# Task goal
Search the entries for the word "bool". Copy each line in which it is found.

+ + + + + + +

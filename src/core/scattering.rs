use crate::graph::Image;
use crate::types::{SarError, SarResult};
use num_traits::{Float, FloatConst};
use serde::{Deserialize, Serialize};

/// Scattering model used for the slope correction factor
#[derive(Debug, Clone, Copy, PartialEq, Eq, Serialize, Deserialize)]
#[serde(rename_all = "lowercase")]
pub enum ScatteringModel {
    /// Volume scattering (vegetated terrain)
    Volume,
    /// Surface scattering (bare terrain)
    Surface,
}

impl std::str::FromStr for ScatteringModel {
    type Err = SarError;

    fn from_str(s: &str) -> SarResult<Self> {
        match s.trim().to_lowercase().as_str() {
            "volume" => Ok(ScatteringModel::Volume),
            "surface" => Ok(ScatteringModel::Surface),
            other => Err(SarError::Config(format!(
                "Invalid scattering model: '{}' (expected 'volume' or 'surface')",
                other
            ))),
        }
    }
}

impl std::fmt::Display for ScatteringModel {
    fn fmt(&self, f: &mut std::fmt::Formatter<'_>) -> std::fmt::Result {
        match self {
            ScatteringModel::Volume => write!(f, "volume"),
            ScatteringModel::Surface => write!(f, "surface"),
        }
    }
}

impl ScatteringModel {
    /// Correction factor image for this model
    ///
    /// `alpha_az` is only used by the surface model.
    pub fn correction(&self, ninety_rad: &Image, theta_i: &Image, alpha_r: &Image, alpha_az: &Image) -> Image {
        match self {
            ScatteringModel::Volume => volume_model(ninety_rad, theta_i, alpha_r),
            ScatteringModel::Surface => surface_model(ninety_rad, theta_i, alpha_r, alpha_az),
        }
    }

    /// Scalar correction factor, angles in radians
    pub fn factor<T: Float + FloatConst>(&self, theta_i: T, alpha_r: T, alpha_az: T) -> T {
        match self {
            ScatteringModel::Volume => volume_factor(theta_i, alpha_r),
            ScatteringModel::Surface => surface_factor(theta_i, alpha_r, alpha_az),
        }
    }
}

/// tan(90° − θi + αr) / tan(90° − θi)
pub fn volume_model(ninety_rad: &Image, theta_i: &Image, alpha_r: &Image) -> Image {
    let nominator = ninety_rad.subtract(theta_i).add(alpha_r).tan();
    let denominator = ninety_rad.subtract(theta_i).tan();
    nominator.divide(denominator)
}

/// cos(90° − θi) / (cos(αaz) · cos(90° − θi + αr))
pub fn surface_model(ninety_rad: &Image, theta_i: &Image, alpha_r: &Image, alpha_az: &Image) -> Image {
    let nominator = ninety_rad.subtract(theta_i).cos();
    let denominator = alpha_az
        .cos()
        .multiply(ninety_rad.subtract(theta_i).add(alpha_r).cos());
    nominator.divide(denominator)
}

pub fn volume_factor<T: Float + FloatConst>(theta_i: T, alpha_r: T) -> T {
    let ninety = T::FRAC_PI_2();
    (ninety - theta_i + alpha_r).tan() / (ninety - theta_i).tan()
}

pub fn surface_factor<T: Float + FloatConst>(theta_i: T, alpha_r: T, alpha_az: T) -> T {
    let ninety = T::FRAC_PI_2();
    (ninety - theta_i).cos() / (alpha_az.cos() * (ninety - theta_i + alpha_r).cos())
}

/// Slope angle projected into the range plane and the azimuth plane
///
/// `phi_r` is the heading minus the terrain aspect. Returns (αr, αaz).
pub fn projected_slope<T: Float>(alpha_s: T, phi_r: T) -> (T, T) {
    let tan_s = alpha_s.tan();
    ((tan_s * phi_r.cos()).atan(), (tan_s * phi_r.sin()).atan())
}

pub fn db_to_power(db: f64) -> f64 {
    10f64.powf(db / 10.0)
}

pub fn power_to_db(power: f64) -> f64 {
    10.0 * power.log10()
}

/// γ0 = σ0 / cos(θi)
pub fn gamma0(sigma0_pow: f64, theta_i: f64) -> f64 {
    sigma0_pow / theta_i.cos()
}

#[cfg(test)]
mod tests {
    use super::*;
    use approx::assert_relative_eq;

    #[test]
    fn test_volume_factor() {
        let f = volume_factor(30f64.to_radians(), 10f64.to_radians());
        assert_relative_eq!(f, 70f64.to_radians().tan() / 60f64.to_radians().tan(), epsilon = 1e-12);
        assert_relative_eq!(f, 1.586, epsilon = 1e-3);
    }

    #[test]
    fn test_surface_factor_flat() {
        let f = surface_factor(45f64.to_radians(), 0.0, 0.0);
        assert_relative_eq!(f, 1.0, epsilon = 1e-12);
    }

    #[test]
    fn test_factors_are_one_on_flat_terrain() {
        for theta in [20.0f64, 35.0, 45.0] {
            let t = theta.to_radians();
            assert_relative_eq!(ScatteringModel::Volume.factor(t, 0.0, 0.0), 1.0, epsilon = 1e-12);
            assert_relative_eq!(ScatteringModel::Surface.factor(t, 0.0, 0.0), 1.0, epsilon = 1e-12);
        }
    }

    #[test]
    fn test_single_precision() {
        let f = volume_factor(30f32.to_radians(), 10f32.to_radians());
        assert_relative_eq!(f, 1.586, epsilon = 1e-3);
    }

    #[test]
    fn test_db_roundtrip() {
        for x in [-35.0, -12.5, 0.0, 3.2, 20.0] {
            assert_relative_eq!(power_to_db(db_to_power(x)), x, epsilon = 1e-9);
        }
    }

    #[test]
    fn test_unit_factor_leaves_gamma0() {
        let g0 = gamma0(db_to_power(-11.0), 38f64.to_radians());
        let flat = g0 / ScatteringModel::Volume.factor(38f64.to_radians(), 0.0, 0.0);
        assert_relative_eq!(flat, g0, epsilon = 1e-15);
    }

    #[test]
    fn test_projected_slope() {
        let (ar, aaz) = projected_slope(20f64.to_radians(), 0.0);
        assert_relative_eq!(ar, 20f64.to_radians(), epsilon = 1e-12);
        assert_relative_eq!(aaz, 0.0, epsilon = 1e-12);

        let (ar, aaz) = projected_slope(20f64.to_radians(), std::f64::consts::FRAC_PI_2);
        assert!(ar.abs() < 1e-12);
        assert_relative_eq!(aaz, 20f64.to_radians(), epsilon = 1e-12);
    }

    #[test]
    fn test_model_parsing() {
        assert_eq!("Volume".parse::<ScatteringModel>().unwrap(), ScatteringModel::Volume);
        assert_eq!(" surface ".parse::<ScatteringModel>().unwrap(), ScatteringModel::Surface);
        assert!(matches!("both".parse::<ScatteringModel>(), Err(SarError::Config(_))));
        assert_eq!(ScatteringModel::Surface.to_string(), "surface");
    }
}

+ + + + + + +

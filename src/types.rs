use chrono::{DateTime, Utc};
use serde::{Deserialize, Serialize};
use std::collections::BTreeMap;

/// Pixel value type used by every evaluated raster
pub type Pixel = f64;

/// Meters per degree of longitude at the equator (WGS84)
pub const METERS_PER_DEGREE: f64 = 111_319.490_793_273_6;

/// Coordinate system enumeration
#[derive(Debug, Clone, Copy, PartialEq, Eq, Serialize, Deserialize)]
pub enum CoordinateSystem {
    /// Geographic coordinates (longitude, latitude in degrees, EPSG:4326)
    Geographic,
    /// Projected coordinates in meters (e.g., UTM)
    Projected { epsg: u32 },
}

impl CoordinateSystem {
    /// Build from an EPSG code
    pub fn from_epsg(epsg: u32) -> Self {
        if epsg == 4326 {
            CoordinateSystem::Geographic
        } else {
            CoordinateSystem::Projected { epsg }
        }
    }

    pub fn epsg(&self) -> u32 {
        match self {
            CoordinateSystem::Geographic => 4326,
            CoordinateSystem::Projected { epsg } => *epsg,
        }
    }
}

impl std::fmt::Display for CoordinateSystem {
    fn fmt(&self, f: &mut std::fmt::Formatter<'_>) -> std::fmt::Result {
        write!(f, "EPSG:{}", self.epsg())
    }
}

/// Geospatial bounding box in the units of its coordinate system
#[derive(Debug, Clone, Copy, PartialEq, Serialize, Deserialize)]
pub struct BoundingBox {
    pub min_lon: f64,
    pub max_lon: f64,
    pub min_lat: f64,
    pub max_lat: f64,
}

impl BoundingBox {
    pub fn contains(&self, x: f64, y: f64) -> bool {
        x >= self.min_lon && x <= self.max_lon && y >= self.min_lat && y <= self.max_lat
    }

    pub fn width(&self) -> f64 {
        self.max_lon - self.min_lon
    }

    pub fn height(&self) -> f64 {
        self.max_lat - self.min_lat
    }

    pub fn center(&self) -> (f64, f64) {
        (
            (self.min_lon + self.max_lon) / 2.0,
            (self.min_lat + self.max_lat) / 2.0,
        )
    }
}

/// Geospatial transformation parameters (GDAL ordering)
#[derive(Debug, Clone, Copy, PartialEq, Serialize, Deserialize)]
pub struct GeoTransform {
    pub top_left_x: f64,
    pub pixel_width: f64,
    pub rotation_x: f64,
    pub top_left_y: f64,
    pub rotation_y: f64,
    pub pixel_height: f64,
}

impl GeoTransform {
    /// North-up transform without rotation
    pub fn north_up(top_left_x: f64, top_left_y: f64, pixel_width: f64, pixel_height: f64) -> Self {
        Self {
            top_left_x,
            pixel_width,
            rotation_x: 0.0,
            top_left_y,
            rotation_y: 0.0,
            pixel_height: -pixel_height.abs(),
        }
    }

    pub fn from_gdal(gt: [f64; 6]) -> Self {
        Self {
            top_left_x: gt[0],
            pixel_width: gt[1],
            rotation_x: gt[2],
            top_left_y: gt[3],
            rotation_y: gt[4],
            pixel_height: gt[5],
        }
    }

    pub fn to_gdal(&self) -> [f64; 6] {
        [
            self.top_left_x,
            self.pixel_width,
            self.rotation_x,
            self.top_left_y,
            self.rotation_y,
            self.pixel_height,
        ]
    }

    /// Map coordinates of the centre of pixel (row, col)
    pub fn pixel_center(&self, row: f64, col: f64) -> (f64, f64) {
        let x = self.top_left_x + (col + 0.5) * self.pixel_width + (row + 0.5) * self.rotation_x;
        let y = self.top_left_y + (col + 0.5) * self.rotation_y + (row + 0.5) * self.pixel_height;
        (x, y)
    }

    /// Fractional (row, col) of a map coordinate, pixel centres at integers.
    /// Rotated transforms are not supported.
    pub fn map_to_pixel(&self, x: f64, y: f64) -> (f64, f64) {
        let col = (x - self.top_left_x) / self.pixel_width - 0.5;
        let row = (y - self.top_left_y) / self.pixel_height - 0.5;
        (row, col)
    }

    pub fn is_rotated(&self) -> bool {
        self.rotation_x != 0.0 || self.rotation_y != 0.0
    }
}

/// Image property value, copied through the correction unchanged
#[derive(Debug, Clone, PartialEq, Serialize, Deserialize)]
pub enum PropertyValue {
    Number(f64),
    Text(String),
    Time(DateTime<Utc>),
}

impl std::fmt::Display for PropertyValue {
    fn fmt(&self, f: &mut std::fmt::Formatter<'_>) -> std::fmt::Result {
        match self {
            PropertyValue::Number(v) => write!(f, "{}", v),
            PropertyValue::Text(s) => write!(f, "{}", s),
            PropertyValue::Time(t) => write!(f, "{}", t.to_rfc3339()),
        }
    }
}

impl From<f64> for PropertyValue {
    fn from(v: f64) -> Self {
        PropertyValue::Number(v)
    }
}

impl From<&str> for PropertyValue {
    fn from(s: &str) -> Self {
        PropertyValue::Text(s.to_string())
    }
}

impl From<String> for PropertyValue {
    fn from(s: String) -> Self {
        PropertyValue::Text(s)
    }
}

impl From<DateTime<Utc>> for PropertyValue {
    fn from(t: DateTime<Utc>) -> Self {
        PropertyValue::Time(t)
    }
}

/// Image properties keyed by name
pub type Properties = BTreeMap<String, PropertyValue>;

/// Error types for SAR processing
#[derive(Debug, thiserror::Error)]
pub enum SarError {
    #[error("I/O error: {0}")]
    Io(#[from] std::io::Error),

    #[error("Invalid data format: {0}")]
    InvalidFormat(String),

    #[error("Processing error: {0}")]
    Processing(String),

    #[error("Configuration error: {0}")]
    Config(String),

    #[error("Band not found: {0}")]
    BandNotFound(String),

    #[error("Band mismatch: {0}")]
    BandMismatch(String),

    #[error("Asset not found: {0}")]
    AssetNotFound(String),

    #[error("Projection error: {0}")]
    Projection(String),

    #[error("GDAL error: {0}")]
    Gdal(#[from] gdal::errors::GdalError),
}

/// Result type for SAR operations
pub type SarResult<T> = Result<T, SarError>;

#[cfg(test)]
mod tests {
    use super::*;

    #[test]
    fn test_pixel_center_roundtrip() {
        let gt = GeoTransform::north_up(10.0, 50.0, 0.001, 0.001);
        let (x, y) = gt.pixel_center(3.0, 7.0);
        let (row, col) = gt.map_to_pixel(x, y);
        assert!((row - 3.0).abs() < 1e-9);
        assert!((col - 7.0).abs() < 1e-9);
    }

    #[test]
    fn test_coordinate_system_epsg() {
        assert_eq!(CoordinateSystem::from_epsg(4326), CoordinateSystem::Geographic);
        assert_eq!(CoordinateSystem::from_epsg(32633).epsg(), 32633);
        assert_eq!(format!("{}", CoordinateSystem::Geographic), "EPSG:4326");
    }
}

+ + + + + + +

# Answer section
    pub fn contains(&self, x: f64, y: f64) -> bool {
    pub fn is_rotated(&self) -> bool {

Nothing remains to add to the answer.